Día del Donante de Médula Ósea: un homenaje a la solidaridad
La provincia volvió a destacar la necesidad de sostener campañas de concientización y de ampliar la cantidad de donantes voluntarios.


En el marco del Día Nacional del Donante de Médula Ósea, el sistema público de salud de Tucumán realizó un reconocimiento a María José Medina, una donante voluntaria que salvó una vida. La actividad se desarrolló en el Hospital de Niños y puso el foco en la necesidad de seguir ampliando el registro de donantes.
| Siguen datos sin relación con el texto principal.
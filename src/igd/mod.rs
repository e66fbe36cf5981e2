//! UPnP IGD (Internet Gateway Device) client
//!
//! This module talks to the gateway on the wire:
//! - SSDP search for a WAN connection service type
//! - Root device description fetch (HTTP + XML)
//! - SOAP action calls against a service control URL
//!
//! Three WAN connection service variants are supported (WANIPConnection:1,
//! WANIPConnection:2, WANPPPConnection:1). Each gets its own typed client and
//! all of them implement [`WanConnection`].

pub mod clients;
pub mod connection;
pub mod description;
pub mod finder;
pub mod soap;
pub mod ssdp;
pub mod types;

pub use clients::{
    DiscoveryReport, WanIpConnection1Client, WanIpConnection2Client, WanPppConnection1Client,
};
pub use connection::{BoxedConnection, WanConnection};
pub use finder::{DeviceFinder, SsdpDeviceFinder};
pub use soap::ServiceClient;
pub use ssdp::SearchOptions;
pub use types::{
    PortMappingEntry, PortMappingProtocol, PortMappingRequest, ServiceVariant, UpnpError,
};
//! Common types for the UPnP IGD client

use std::fmt;
use thiserror::Error;

/// WAN connection service variants understood by the client
///
/// Each variant is a distinct UPnP service type with its own URN. The
/// operations used here (port mappings and external address lookup) are
/// structurally identical across all three.
#[derive(Debug, Clone, Copy, PartialEq, Eq, Hash)]
pub enum ServiceVariant {
    /// `urn:schemas-upnp-org:service:WANIPConnection:1`
    WanIpConnection1,
    /// `urn:schemas-upnp-org:service:WANIPConnection:2`
    WanIpConnection2,
    /// `urn:schemas-upnp-org:service:WANPPPConnection:1`
    WanPppConnection1,
}

impl ServiceVariant {
    /// All variants in selection priority order (most capable first)
    pub const PRIORITY: [ServiceVariant; 3] = [
        ServiceVariant::WanIpConnection2,
        ServiceVariant::WanIpConnection1,
        ServiceVariant::WanPppConnection1,
    ];

    /// Service type URN used in SSDP searches and SOAP actions
    pub fn urn(&self) -> &'static str {
        match self {
            Self::WanIpConnection1 => "urn:schemas-upnp-org:service:WANIPConnection:1",
            Self::WanIpConnection2 => "urn:schemas-upnp-org:service:WANIPConnection:2",
            Self::WanPppConnection1 => "urn:schemas-upnp-org:service:WANPPPConnection:1",
        }
    }

    /// Short name, e.g. `WANIPConnection:2`
    pub fn name(&self) -> &'static str {
        match self {
            Self::WanIpConnection1 => "WANIPConnection:1",
            Self::WanIpConnection2 => "WANIPConnection:2",
            Self::WanPppConnection1 => "WANPPPConnection:1",
        }
    }
}

impl fmt::Display for ServiceVariant {
    fn fmt(&self, f: &mut fmt::Formatter<'_>) -> fmt::Result {
        f.write_str(self.name())
    }
}

/// Transport protocol of a port mapping
#[derive(Debug, Clone, Copy, PartialEq, Eq, Hash)]
pub enum PortMappingProtocol {
    /// TCP protocol
    TCP,
    /// UDP protocol
    UDP,
}

impl PortMappingProtocol {
    /// Both protocols, in the order mappings are applied
    pub const BOTH: [PortMappingProtocol; 2] = [PortMappingProtocol::TCP, PortMappingProtocol::UDP];

    /// Wire representation (`NewProtocol` argument)
    pub fn as_str(&self) -> &'static str {
        match self {
            Self::TCP => "TCP",
            Self::UDP => "UDP",
        }
    }
}

impl fmt::Display for PortMappingProtocol {
    fn fmt(&self, f: &mut fmt::Formatter<'_>) -> fmt::Result {
        f.write_str(self.as_str())
    }
}

/// Arguments of an `AddPortMapping` action
#[derive(Debug, Clone, PartialEq, Eq)]
pub struct PortMappingRequest {
    /// Remote host filter (empty = any remote host)
    pub remote_host: String,
    /// External port on the gateway
    pub external_port: u16,
    /// Transport protocol
    pub protocol: PortMappingProtocol,
    /// Port on the internal client
    pub internal_port: u16,
    /// Internal client IP address
    pub internal_client: String,
    /// Whether the mapping is active
    pub enabled: bool,
    /// Human readable description stored on the gateway
    pub description: String,
    /// Lease duration in seconds (0 = no expiry requested)
    pub lease_duration: u32,
}

/// A port mapping as reported by `GetSpecificPortMappingEntry`
#[derive(Debug, Clone, PartialEq, Eq)]
pub struct PortMappingEntry {
    /// Port on the internal client
    pub internal_port: u16,
    /// Internal client IP address
    pub internal_client: String,
    /// Whether the mapping is active
    pub enabled: bool,
    /// Description stored on the gateway
    pub description: String,
    /// Remaining lease duration in seconds
    pub lease_duration: u32,
}

/// Errors raised while talking to a UPnP device
#[derive(Debug, Error)]
pub enum UpnpError {
    /// Socket error during SSDP search
    #[error("IO error: {0}")]
    Io(#[from] std::io::Error),

    /// HTTP transport error
    #[error("HTTP error: {0}")]
    Http(#[from] reqwest::Error),

    /// Malformed XML document
    #[error("Malformed XML: {0}")]
    Xml(#[from] xmltree::ParseError),

    /// Well-formed but unexpected response
    #[error("Invalid response: {0}")]
    InvalidResponse(String),

    /// The device answered with a UPnP SOAP fault
    #[error("UPnP error {code}: {description}")]
    Soap {
        /// UPnP error code (e.g. 714 NoSuchEntryInArray)
        code: u16,
        /// Error description from the device
        description: String,
    },

    /// The device answered with an HTTP error and no UPnP fault
    #[error("{action} failed with HTTP status {status}")]
    HttpStatus {
        /// SOAP action that was invoked
        action: String,
        /// HTTP status code
        status: u16,
    },
}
La jornada reunió a equipos de salud y referentes del área vinculados a la donación de sangre y médula ósea, en una fecha que volvió a subrayar el valor de los gestos solidarios que pueden convertirse en una oportunidad concreta de tratamiento para pacientes con enfermedades hematológicas.
La distinción entregada a María José Medina se vinculó con una donación realizada años atrás, cuando su compatibilidad genética resultó decisiva para una paciente que necesitaba un trasplante. A partir de esa experiencia, la donante también se involucró en tareas de promoción y difusión para alentar nuevas inscripciones en el registro.
La jefa del Banco de Sangre de la provincia, doctora Felicitas Agote, señaló: “La importancia es enorme. Tucumán es una de las provincias con mayor cantidad de donantes de médula ósea. Esto permite que, a través del registro internacional, una persona pueda ayudar a otra en cualquier lugar del mundo”.
Durante el acto, también se remarcó el trabajo que se viene realizando para sostener campañas de información y derribar temores alrededor de la donación. En ese punto, la directora del Hospital de Niños, doctora Inés Gramajo, expresó: “Este es un día de celebración, porque hablamos de dar vida en vida. Es fundamental derribar mitos y comprender que la donación no representa riesgos para la salud. Ya contamos con más de 14 mil personas registradas en nuestro hospital”.
“El ministro (doctor Luis Medina Ruiz) nos pide fortalecer la concientización permanente, tanto en donación de sangre como en médula ósea, entendiendo que es una responsabilidad colectiva”.
La experiencia de donar
Visiblemente movilizada por el reconocimiento, Medina compartió su testimonio: “Es algo muy gratificante. Saber que uno puede aportar al bienestar de otra persona es invaluable. En muchos casos, de esa donación depende la vida”.
El cierre de la actividad dejó un mensaje directo hacia la comunidad: cada nueva inscripción en el registro puede transformarse en una posibilidad real para alguien que espera un trasplante.